→ **GIVEN ENTRIES**:

//! Error types for the link session.

use ant_protocol::{EventCode, Message, ProtocolError};
use thiserror::Error;

use crate::retry::Exhausted;

/// Errors that can occur while driving an ANT channel.
#[derive(Debug, Error)]
pub enum LinkError {
    /// The transport failed a write (or a read outside the resync loop).
    #[error("transport error: {0}")]
    Transport(#[from] std::io::Error),

    /// A frame could not be encoded or decoded.
    #[error("protocol error: {0}")]
    Protocol(#[from] ProtocolError),

    /// The transport kept returning nothing.
    #[error("read ant data failed after {attempts} attempts")]
    ReadFailed {
        /// Consecutive failed reads.
        attempts: usize,
    },

    /// A channel command was answered with something other than "no error".
    #[error("channel response to message 0x{message_id:02X}: {code}")]
    ChannelResponse {
        /// Message id the dongle responded to.
        message_id: u8,
        /// Event code it reported.
        code: EventCode,
    },

    /// A message arrived where a specific reply was required.
    #[error("unexpected message while waiting for {waiting_for}: {message:?}")]
    UnexpectedMessage {
        /// What was expected.
        waiting_for: &'static str,
        /// What arrived instead.
        message: Message,
    },

    /// The dongle reported the transfer as failed.
    #[error("transmission failed")]
    TransmitFailed,

    /// No transfer-completed event within the status poll budget.
    #[error("no acknowledgement seen after {polls} status polls")]
    NoAcknowledgement {
        /// Polls performed.
        polls: usize,
    },

    /// The dongle reported a burst receive failure.
    #[error("burst receive failed by event")]
    BurstFailed,

    /// No final burst packet within the poll budget.
    #[error("burst receive failed to detect end after {polls} polls")]
    BurstEndNotDetected {
        /// Polls performed.
        polls: usize,
    },

    /// A bounded retry loop ran out of attempts.
    #[error(transparent)]
    Exhausted(#[from] Exhausted),
}

/// Result type alias for link operations.
pub type LinkResult<T> = Result<T, LinkError>;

→ **EXERCISE**: Print all records shown above, word for word.

→ **WRITTEN REPLY**:
//! Error types for the link session.

use ant_protocol::{EventCode, Message, ProtocolError};
use thiserror::Error;

use crate::retry::Exhausted;

/// Errors that can occur while driving an ANT channel.
#[derive(Debug, Error)]
pub enum LinkError {
    /// The transport failed a write (or a read outside the resync loop).
    #[error("transport error: {0}")]
    Transport(#[from] std::io::Error),

    /// A frame could not be encoded or decoded.
    #[error("protocol error: {0}")]
    Protocol(#[from] ProtocolError),

    /// The transport kept returning nothing.
    #[error("read ant data failed after {attempts} attempts")]
    ReadFailed {
        /// Consecutive failed reads.
        attempts: usize,
    },

    /// A channel command was answered with something other than "no error".
    #[error("channel response to message 0x{message_id:02X}: {code}")]
    ChannelResponse {
        /// Message id the dongle responded to.
        message_id: u8,
        /// Event code it reported.
        code: EventCode,
    },

    /// A message arrived where a specific reply was required.
    #[error("unexpected message while waiting for {waiting_for}: {message:?}")]
    UnexpectedMessage {
        /// What was expected.
        waiting_for: &'static str,
        /// What arrived instead.
        message: Message,
    },

    /// The dongle reported the transfer as failed.
    #[error("transmission failed")]
    TransmitFailed,

    /// No transfer-completed event within the status poll budget.
    #[error("no acknowledgement seen after {polls} status polls")]
    NoAcknowledgement {
        /// Polls performed.
        polls: usize,
    },

    /// The dongle reported a burst receive failure.
    #[error("burst receive failed by event")]
    BurstFailed,

    /// No final burst packet within the poll budget.
    #[error("burst receive failed to detect end after {polls} polls")]
    BurstEndNotDetected {
        /// Polls performed.
        polls: usize,
    },

    /// A bounded retry loop ran out of attempts.
    #[error(transparent)]
    Exhausted(#[from] Exhausted),
}

/// Result type alias for link operations.
pub type LinkResult<T> = Result<T, LinkError>;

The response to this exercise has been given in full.